Gene Mapping & Cancer Driver Annotation
Gene Mapping & SIDG's
All genes have an internal ID that is mapped directly to an HGNC id, allowing mapping to current HGNC gene symbols, Ensembl gene IDs and other external gene identifiers. Datasets are uploaded using Ensembl gene identifiers wherever possible and if not using gene symbols. Any dataset values that are mapped to genes without a current id or symbol are discarded from processing, but continue to be available in raw data downloads.
All genes have an internal identifier (SIDG) that is mapped directly to an HGNC ID, allowing mapping to current HGNC gene symbols. For a current HGNC release all IDs map 1:1 to Ensembl gene identifiers.
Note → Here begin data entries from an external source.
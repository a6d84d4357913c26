// SPDX-License-Identifier: BUSL-1.1
// Copyright (c) 2026 Alfred Jean LLC

// Allow panic!/unwrap/expect in test code
#![cfg_attr(test, allow(clippy::panic))]
#![cfg_attr(test, allow(clippy::unwrap_used))]
#![cfg_attr(test, allow(clippy::expect_used))]

//! `cm` - config migration engine command line

mod color;
mod commands;
mod exit_error;
mod output;

use std::path::PathBuf;

use anyhow::Result;
use clap::{Parser, Subcommand};
use cm_engine::EngineConfig;
use cm_storage::RestoreTarget;
use tracing::debug;
use tracing_subscriber::EnvFilter;

use crate::commands::{backup, compat, shapes, upgrade, verify};
use crate::exit_error::ExitError;
use crate::output::OutputFormat;

#[derive(Parser)]
#[command(name = "cm", version, about = "Versioned config migrations", styles = color::styles())]
struct Cli {
    /// Output format
    #[arg(long, global = true, value_enum, default_value_t)]
    format: OutputFormat,

    /// State directory (default: $CM_STATE_DIR, then $XDG_STATE_HOME/cm)
    #[arg(long, global = true)]
    state_dir: Option<PathBuf>,

    #[command(subcommand)]
    command: Command,
}

#[derive(Subcommand)]
enum Command {
    /// Migrate every config file to the running engine version
    Upgrade {
        /// Show what would change without writing anything
        #[arg(long)]
        dry_run: bool,
    },
    /// Replace the state directory with a backup snapshot
    RestoreBackup {
        /// Backup id, or `latest`
        #[arg(default_value = "latest")]
        target: RestoreTarget,
    },
    /// List backup snapshots, oldest first
    Backups,
    /// Check a dependent module's declared engine version
    Compat(compat::CompatArgs),
    /// Generate or check the committed shape artifact
    Shapes(shapes::ShapesArgs),
    /// Fail if a breaking schema change lacks a migration
    Verify(verify::VerifyArgs),
}

fn init_tracing() {
    let filter = EnvFilter::try_from_env("CM_LOG").unwrap_or_else(|_| EnvFilter::new("warn"));
    tracing_subscriber::fmt().with_env_filter(filter).with_writer(std::io::stderr).with_target(false).init();
}

fn engine_config(state_dir: Option<PathBuf>) -> Result<EngineConfig> {
    let config = match state_dir {
        Some(dir) => EngineConfig::load_from(dir)?,
        None => EngineConfig::load()?,
    };
    debug!(
        state_dir = %config.state_dir.display(),
        retention = config.backup_retention,
        "resolved engine config"
    );
    Ok(config)
}

fn run(cli: Cli) -> Result<()> {
    let format = cli.format;
    match cli.command {
        Command::Upgrade { dry_run } => upgrade::handle(&engine_config(cli.state_dir)?, dry_run, format),
        Command::RestoreBackup { target } => backup::restore(&engine_config(cli.state_dir)?, &target, format),
        Command::Backups => backup::list(&engine_config(cli.state_dir)?, format),
        Command::Compat(args) => compat::handle(args, format),
        Command::Shapes(args) => shapes::handle(args.command, format),
        Command::Verify(args) => verify::handle(args, format),
    }
}

fn main() {
    init_tracing();
    let cli = Cli::parse();
    if let Err(err) = run(cli) {
        eprintln!("error: {err:#}");
        std::process::exit(ExitError::code_of(&err));
    }
}
// SPDX-License-Identifier: BUSL-1.1
// Copyright (c) 2026 Alfred Jean LLC

//! `cm upgrade` - bring config files up to the running engine version

use anyhow::Result;
use cm_engine::{EngineConfig, Executor};

use crate::exit_error::{ExitError, EXIT_FAILURE};
use crate::output::{format_or_json, write_plan, write_run_report, OutputFormat};

pub fn handle(config: &EngineConfig, dry_run: bool, format: OutputFormat) -> Result<()> {
    let executor = Executor::new(config)?;

    if dry_run {
        let plan = executor.plan()?;
        return format_or_json(format, &plan, |out| write_plan(&plan, out));
    }

    let report = executor.run()?;
    format_or_json(format, &report, |out| write_run_report(&report, out))?;

    let failed = report.failures().count();
    if failed > 0 {
        return Err(ExitError::new(
            EXIT_FAILURE,
            format!("{failed} config file(s) could not be migrated"),
        )
        .into());
    }
    Ok(())
}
Datasets are uploaded using Ensembl gene IDs wherever possible. In other cases, e.g., Ensembl transcript identifiers, Biomart is used to map to the SIDG records. Only in the absence of other identifiers are datasets imported based using gene symbols.
When updating to a later HGNC release, withdrawn and merged/split HGNC entries are marked as not current. Any previously uploaded dataset values that are mapped to genes where the SIDG has an HGNC status that is not current are removed from downloads and webpages, but continue to be available in the API and raw data downloads.
Cancer Driver Annotation: Genes
The list of driver genes is the union of two complementary gene sets: intOGen & COSMIC Tier 1 .
intOGen Genes
The intOGen analysis pipeline uses seven different methods to identify cancer driver genes:
- Mutation count bias: dNdScv, CBaSE & MutPanning.
- Mutations in protein:
- sequence: OncodriveCLUSTL
- structure: HotMAPS
- functional domains: smRegions
- Functional impact of mutations: OncodriveFML
COSMIC Tier 1 Genes
COSMIC Tier 1 gene requirements:
- Mutation patterns which strongly support involvement in cancer aetiology.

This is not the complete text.